Managing RN’s work environment was also important. Bull explained that RN was a private person. He didn’t like meeting with large groups or numerous advisers. He was a contemplative man whose best course was to rely on his own instincts. He needed time to shape his agenda and map out the long term.
He essentially “shaved two days into one,” Chapin said. RN started his day early by reading the daily news summary and meeting with Kissinger, Haldeman, and other White House senior advisers and cabinet officials. During the afternoon, RN would take a short 40 minute “power” nap, change and retreat to his private study in the Executive Office Building, where he would “write out long thoughts, shape his agenda, and constantly be looking ahead,” Higby explained.
As Director of the first Office of Presidential Advance, it was Ron Walker’s job to constantly look ahead. Now the President of the Richard Nixon Foundation, Walker prepared hundreds of foreign and domestic trips for RN including the historic trips to China and Russia in 1972.
After working as a volunteer advanceman during the 1968 Campaign, Walker worked on the transition and the first inaugural. Following inauguration, Chapin invited him to construct the first Office of Presidential Advance.
Not only did Walker create the office, but he also perfected the art first pioneered by Haldeman.
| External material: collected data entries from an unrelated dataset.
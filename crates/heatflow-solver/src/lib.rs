mod engine;
#[cfg(feature = "highs")]
mod highs;
mod problem;
mod simplex;
mod solution;

pub use engine::LpEngine;
#[cfg(feature = "highs")]
pub use highs::HighsEngine;
pub use problem::{Bounds, LpProblem, Objective, ProblemError, SparseMatrix};
pub use simplex::Solver;
pub use solution::{Solution, SolutionStatus};
use heatflow_solver::{LpEngine, Solver};
use tracing::{debug, instrument, warn};

use crate::builder::build_model;
use crate::error::PlanError;
use crate::interpret::{interpret, DistributionReport};
use crate::problem::TransportProblem;
use crate::validate::validate;

/// Runs validation, model construction, the engine, and interpretation in
/// sequence. Holds no per-problem state, so one planner can serve any
/// number of problems, from any number of threads if the engine allows.
#[derive(Debug, Clone)]
pub struct Planner<E> {
    engine: E,
    /// Relative tolerance for the recomputed-cost check
    cost_tolerance: f64,
    /// How far below zero a primal value may sit and still read as zero
    flow_tolerance: f64,
}

impl Default for Planner<Solver> {
    fn default() -> Self {
        Self::new(Solver::default())
    }
}

impl<E: LpEngine> Planner<E> {
    pub fn new(engine: E) -> Self {
        Self {
            engine,
            cost_tolerance: 1e-6,
            flow_tolerance: 1e-7,
        }
    }

    pub fn with_cost_tolerance(mut self, tol: f64) -> Self {
        self.cost_tolerance = tol;
        self
    }

    pub fn with_flow_tolerance(mut self, tol: f64) -> Self {
        self.flow_tolerance = tol;
        self
    }

    pub fn engine(&self) -> &E {
        &self.engine
    }

    /// Find the minimum-cost allocation for `problem`.
    #[instrument(
        skip_all,
        fields(
            sources = problem.num_sources(),
            consumers = problem.num_consumers(),
            engine = self.engine.name()
        )
    )]
    pub fn plan(&self, problem: &TransportProblem) -> Result<DistributionReport, PlanError> {
        let result = self.run(problem);
        if let Err(e) = &result {
            warn!(stage = %e.stage(), error = %e, "planning failed");
        }
        result
    }

    fn run(&self, problem: &TransportProblem) -> Result<DistributionReport, PlanError> {
        let balance = validate(problem)?;
        let model = build_model(problem)?;
        debug!(
            demand_rows = ?model.demand_rows,
            capacity_rows = ?model.capacity_rows,
            nonzeros = model.num_nonzeros(),
            "model ready"
        );

        let solution = self.engine.solve(&model.problem);
        debug!(
            status = %solution.status,
            iterations = solution.iterations,
            objective = solution.objective_value,
            "engine finished"
        );

        let report = interpret(
            problem,
            &solution,
            self.engine.name(),
            self.cost_tolerance,
            self.flow_tolerance,
        )?;
        debug!(
            total_cost = report.total_cost,
            allocated = report.total_allocated(),
            slack = balance.slack(),
            "plan ready"
        );
        Ok(report)
    }
}
impl Solver {
    pub fn new() -> Self {
        Self::default()
    }

    pub fn with_max_iterations(mut self, max: usize) -> Self {
        self.max_iterations = max;
        self
    }

    pub fn with_tolerance(mut self, tol: f64) -> Self {
        self.tolerance = tol;
        self
    }

    /// Solve the LP problem using the two-phase simplex method
    pub fn solve(&self, problem: &LpProblem) -> Solution {
        if let Err(e) = problem.validate() {
            warn!(error = %e, "rejecting malformed LP problem");
            return Solution::error();
        }

        let form = match self.standardize(problem) {
            Ok(form) => form,
            Err(solution) => return solution,
        };

        let mut tableau = self.build_tableau(&form, &problem.objective);
        let mut iterations = 0;

        // Phase 1: Find initial basic feasible solution
        if tableau.n_artificial > 0 {
            match self.phase1(&mut tableau, &mut iterations) {
                PhaseOne::Feasible => {}
                PhaseOne::Infeasible => {
                    debug!(iterations, "phase 1 left artificial variables in the basis");
                    return Solution::infeasible().with_iterations(iterations);
                }
                PhaseOne::IterationLimit => {
                    warn!(iterations, "iteration limit reached in phase 1");
                    return Solution::error().with_iterations(iterations);
                }
            }
        }

        // Phase 2: Optimize
        match self.phase2(&mut tableau, &mut iterations) {
            SimplexResult::Optimal => {}
            SimplexResult::Unbounded => {
                debug!(iterations, "no leaving row for an improving column");
                return Solution::unbounded().with_iterations(iterations);
            }
            SimplexResult::IterationLimit => {
                warn!(iterations, "iteration limit reached in phase 2");
                return Solution::error().with_iterations(iterations);
            }
        }

        debug!(iterations, "simplex reached an optimal basis");
        self.extract_solution(&tableau, &form, problem, iterations)
    }

    /// Rewrite bounded columns and rows as `=`, `<=`, `>=` rows over
    /// columns shifted to a zero lower bound.
    fn standardize(&self, problem: &LpProblem) -> Result<StandardForm, Solution> {
        let n_vars = problem.num_variables();
        let mut shifts = Vec::with_capacity(n_vars);
        let mut rows = Vec::with_capacity(problem.num_constraints());

        for (k, bounds) in problem.columns.iter().enumerate() {
            if bounds.lower > bounds.upper || bounds.lower == f64::INFINITY {
                debug!(column = k, "column bounds cross");
                return Err(Solution::infeasible());
            }
            if !bounds.lower.is_finite() {
                warn!(column = k, "columns without a finite lower bound are not supported");
                return Err(Solution::error());
            }
            shifts.push(bounds.lower);
            if bounds.upper.is_finite() {
                rows.push(StandardRow {
                    entries: vec![(k, 1.0)],
                    op: ConstraintOp::Le,
                    rhs: bounds.upper - bounds.lower,
                });
            }
        }

        for (r, bounds) in problem.rows.iter().enumerate() {
            if bounds.lower > bounds.upper
                || bounds.lower == f64::INFINITY
                || bounds.upper == f64::NEG_INFINITY
            {
                debug!(row = r, "row bounds cross");
                return Err(Solution::infeasible());
            }

            let mut entries: Vec<(usize, f64)> = Vec::with_capacity(problem.matrix.row_len(r));
            entries.extend(problem.matrix.row(r).filter(|&(_, v)| v != 0.0));
            let shift: f64 = entries.iter().map(|&(k, v)| v * shifts[k]).sum();

            if bounds.is_fixed() {
                rows.push(StandardRow {
                    entries,
                    op: ConstraintOp::Eq,
                    rhs: bounds.lower - shift,
                });
                continue;
            }

            if bounds.lower.is_finite() {
                let rhs = bounds.lower - shift;
                // Non-negative activity already satisfies a non-positive floor.
                let implied = rhs <= 0.0 && entries.iter().all(|&(_, v)| v >= 0.0);
                if !implied {
                    rows.push(StandardRow {
                        entries: entries.clone(),
                        op: ConstraintOp::Ge,
                        rhs,
                    });
                }
            }
            if bounds.upper.is_finite() {
                rows.push(StandardRow {
                    entries,
                    op: ConstraintOp::Le,
                    rhs: bounds.upper - shift,
                });
            }
        }

        Ok(StandardForm { n_vars, shifts, rows })
    }

    fn build_tableau(&self, form: &StandardForm, objective: &Objective) -> Tableau {
        let n_vars = form.n_vars;
        let n_constraints = form.rows.len();

        // Normalize to non-negative right-hand sides
        let rows: Vec<StandardRow> = form.rows.iter().map(StandardRow::normalized).collect();

        // Count slack and artificial variables needed
        let mut n_slack = 0;
        let mut n_artificial = 0;

        for row in &rows {
            match row.op {
                ConstraintOp::Le => n_slack += 1,
                ConstraintOp::Ge => {
                    n_slack += 1; // surplus
                    n_artificial += 1;
                }
                ConstraintOp::Eq => n_artificial += 1,
            }
        }

        let total_cols = n_vars + n_slack + n_artificial + 1; // +1 for RHS
        let total_rows = n_constraints + 1; // +1 for objective

        let mut tableau = Tableau {
            data: vec![vec![0.0; total_cols]; total_rows],
            basic_vars: vec![0; n_constraints],
            n_vars,
            n_slack,
            n_artificial,
        };

        let mut slack_idx = n_vars;
        let mut artificial_idx = n_vars + n_slack;

        for (i, row) in rows.iter().enumerate() {
            for &(j, coef) in &row.entries {
                tableau.data[i][j] += coef;
            }
            tableau.data[i][total_cols - 1] = row.rhs;

            match row.op {
                ConstraintOp::Le => {
                    tableau.data[i][slack_idx] = 1.0;
                    tableau.basic_vars[i] = slack_idx;
                    slack_idx += 1;
                }
                ConstraintOp::Ge => {
                    tableau.data[i][slack_idx] = -1.0; // surplus
                    slack_idx += 1;
                    tableau.data[i][artificial_idx] = 1.0;
                    tableau.basic_vars[i] = artificial_idx;
                    artificial_idx += 1;
                }
                ConstraintOp::Eq => {
                    tableau.data[i][artificial_idx] = 1.0;
                    tableau.basic_vars[i] = artificial_idx;
                    artificial_idx += 1;
                }
            }
        }

        // Objective row (last row). The tableau maximizes, so minimization
        // stores -c; a positive entry marks an improving column.
        let obj_row = n_constraints;
        for (j, &coef) in objective.coefficients.iter().enumerate() {
            tableau.data[obj_row][j] = if objective.minimize { -coef } else { coef };
        }

        tableau
    }

    fn phase1(&self, tableau: &mut Tableau, iterations: &mut usize) -> PhaseOne {
        let n_constraints = tableau.obj_row();
        let n_cols = tableau.data[0].len();
        let art_start = tableau.art_start();

        let orig_obj = tableau.data[n_constraints].clone();

        // Maximize -sum(artificials)
        tableau.data[n_constraints].fill(0.0);
        for j in art_start..(art_start + tableau.n_artificial) {
            tableau.data[n_constraints][j] = -1.0;
        }
        for i in 0..n_constraints {
            if tableau.basic_vars[i] >= art_start {
                for j in 0..n_cols {
                    tableau.data[n_constraints][j] += tableau.data[i][j];
                }
            }
        }

        match self.iterate(tableau, art_start, iterations) {
            SimplexResult::Optimal => {}
            // The auxiliary objective is bounded by zero
            SimplexResult::Unbounded | SimplexResult::IterationLimit => return PhaseOne::IterationLimit,
        }

        let rhs_col = tableau.rhs_col();
        let scale = 1.0
            + (0..n_constraints)
                .map(|i| tableau.data[i][rhs_col].abs())
                .fold(0.0, f64::max);
        for i in 0..n_constraints {
            if tableau.basic_vars[i] >= art_start && tableau.data[i][rhs_col] > self.tolerance * scale {
                return PhaseOne::Infeasible;
            }
        }

        self.drive_out_artificials(tableau, iterations);

        // Restore original objective and price out basic variables
        tableau.data[n_constraints] = orig_obj;
        for i in 0..n_constraints {
            let basic = tableau.basic_vars[i];
            let ratio = tableau.data[n_constraints][basic];
            if ratio.abs() > self.tolerance {
                for j in 0..n_cols {
                    tableau.data[n_constraints][j] -= ratio * tableau.data[i][j];
                }
            }
        }

        PhaseOne::Feasible
    }

    /// Pivot zero-level artificials out of the basis so phase 2 pivots
    /// cannot push them positive. Rows with no candidate column are
    /// linear combinations of the others and stay inert.
    fn drive_out_artificials(&self, tableau: &mut Tableau, iterations: &mut usize) {
        let art_start = tableau.art_start();
        for i in 0..tableau.obj_row() {
            if tableau.basic_vars[i] < art_start {
                continue;
            }
            match (0..art_start).find(|&j| tableau.data[i][j].abs() > self.tolerance) {
                Some(col) => {
                    self.pivot(tableau, i, col);
                    *iterations += 1;
                }
                None => trace!(row = i, "redundant constraint row"),
            }
        }
    }

    fn phase2(&self, tableau: &mut Tableau, iterations: &mut usize) -> SimplexResult {
        // Artificial columns never re-enter
        let exclude_from = tableau.art_start();
        self.iterate(tableau, exclude_from, iterations)
    }

    fn iterate(&self, tableau: &mut Tableau, exclude_from: usize, iterations: &mut usize) -> SimplexResult {
        loop {
            let Some(pivot_col) = self.find_pivot_column(tableau, exclude_from) else {
                return SimplexResult::Optimal;
            };
            if *iterations >= self.max_iterations {
                return SimplexResult::IterationLimit;
            }
            let Some(pivot_row) = self.find_pivot_row(tableau, pivot_col) else {
                return SimplexResult::Unbounded;
            };
            trace!(row = pivot_row, col = pivot_col, "pivot");
            self.pivot(tableau, pivot_row, pivot_col);
            *iterations += 1;
        }
    }

    /// Bland's rule: the lowest-index improving column.
    fn find_pivot_column(&self, tableau: &Tableau, exclude_from: usize) -> Option<usize> {
        let obj_row = tableau.obj_row();
        (0..exclude_from).find(|&j| tableau.data[obj_row][j] > self.tolerance)
    }

    /// Minimum ratio test, ties broken by the lowest basic variable index.
    fn find_pivot_row(&self, tableau: &Tableau, col: usize) -> Option<usize> {
        let rhs_col = tableau.rhs_col();

        let mut best: Option<(usize, f64)> = None;
        for i in 0..tableau.obj_row() {
            let val = tableau.data[i][col];
            if val <= self.tolerance {
                continue;
            }
            let ratio = tableau.data[i][rhs_col].max(0.0) / val;
            let better = match best {
                None => true,
                Some((row, min_ratio)) => {
                    ratio < min_ratio - self.tolerance
                        || ((ratio - min_ratio).abs() <= self.tolerance
                            && tableau.basic_vars[i] < tableau.basic_vars[row])
                }
            };
            if better {
                best = Some((i, ratio));
            }
        }

        best.map(|(row, _)| row)
    }

    fn pivot(&self, tableau: &mut Tableau, row: usize, col: usize) {
        let n_rows = tableau.data.len();
        let n_cols = tableau.data[0].len();

        tableau.basic_vars[row] = col;

        let pivot_val = tableau.data[row][col];
        for j in 0..n_cols {
            tableau.data[row][j] /= pivot_val;
        }

        let pivot_row = tableau.data[row].clone();
        for i in 0..n_rows {
            if i == row {
                continue;
            }
            let factor = tableau.data[i][col];
            if factor == 0.0 {
                continue;
            }
            for (cell, &p) in tableau.data[i].iter_mut().zip(&pivot_row) {
                *cell -= factor * p;
            }
        }
    }

    fn extract_solution(
        &self,
        tableau: &Tableau,
        form: &StandardForm,
        problem: &LpProblem,
        iterations: usize,
    ) -> Solution {
        let rhs_col = tableau.rhs_col();

        let mut shifted = vec![0.0; tableau.n_vars];
        for (i, &basic) in tableau.basic_vars.iter().enumerate() {
            if basic < tableau.n_vars {
                shifted[basic] = tableau.data[i][rhs_col];
            }
        }

        let values: Vec<f64> = shifted
            .iter()
            .zip(&form.shifts)
            .map(|(&x, &lower)| lower + x.max(0.0))
            .collect();

        let objective_value: f64 = values
            .iter()
            .zip(&problem.objective.coefficients)
            .map(|(x, c)| x * c)
            .sum();

        Solution::optimal(values, objective_value, iterations)
    }
}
“We wanted to be the mantel of the Presidency,” Walker explained. “When I went into the White House to work for Dwight and Bob, the first thing I thought was important was that I write an advance manual.”
The manual took six months and amounted to 397 pages, constituting what Haldeman initially developed for political campaigns and refining it to advance the President of the United States.
The Nixon White House had “all of those elements necessary to move the President of the United States outside the White House,” Walker said. “We had advance men who knew how to run airport arrivals, how to put motorcades together, how to do press conferences, how to handle the press,” and who were able to effectively “work with Secret Service,” and “the White House Communications Agency.”
On the last day of the 1972 campaign, Walker advanced President Nixon to Greensboro and Spartanburg, South Carolina at midday, flew to a sunset rally in Albuquerque, New Mexico and landed in Ontario, California for a torch light parade of fifty thousand with appearances by John Wayne and the Carpenters.
The next morning at the White House, the President thanked the advance team for their hard work and told them if it not for what they had accomplished he wouldn’t have earned a second term.
To give a sense of their efficiency, RN later told Walker that his team could have took the beaches at Normandy.
Nearly forty years later at the President’s Library in Yorba Linda, the Oval Office Team also performed with masterful efficiency, finishing two minutes ahead of schedule. “The program was to run from 1:30 to 3:30, this program ended at 3:28,” Walker concluded, “that’s called a good advance.”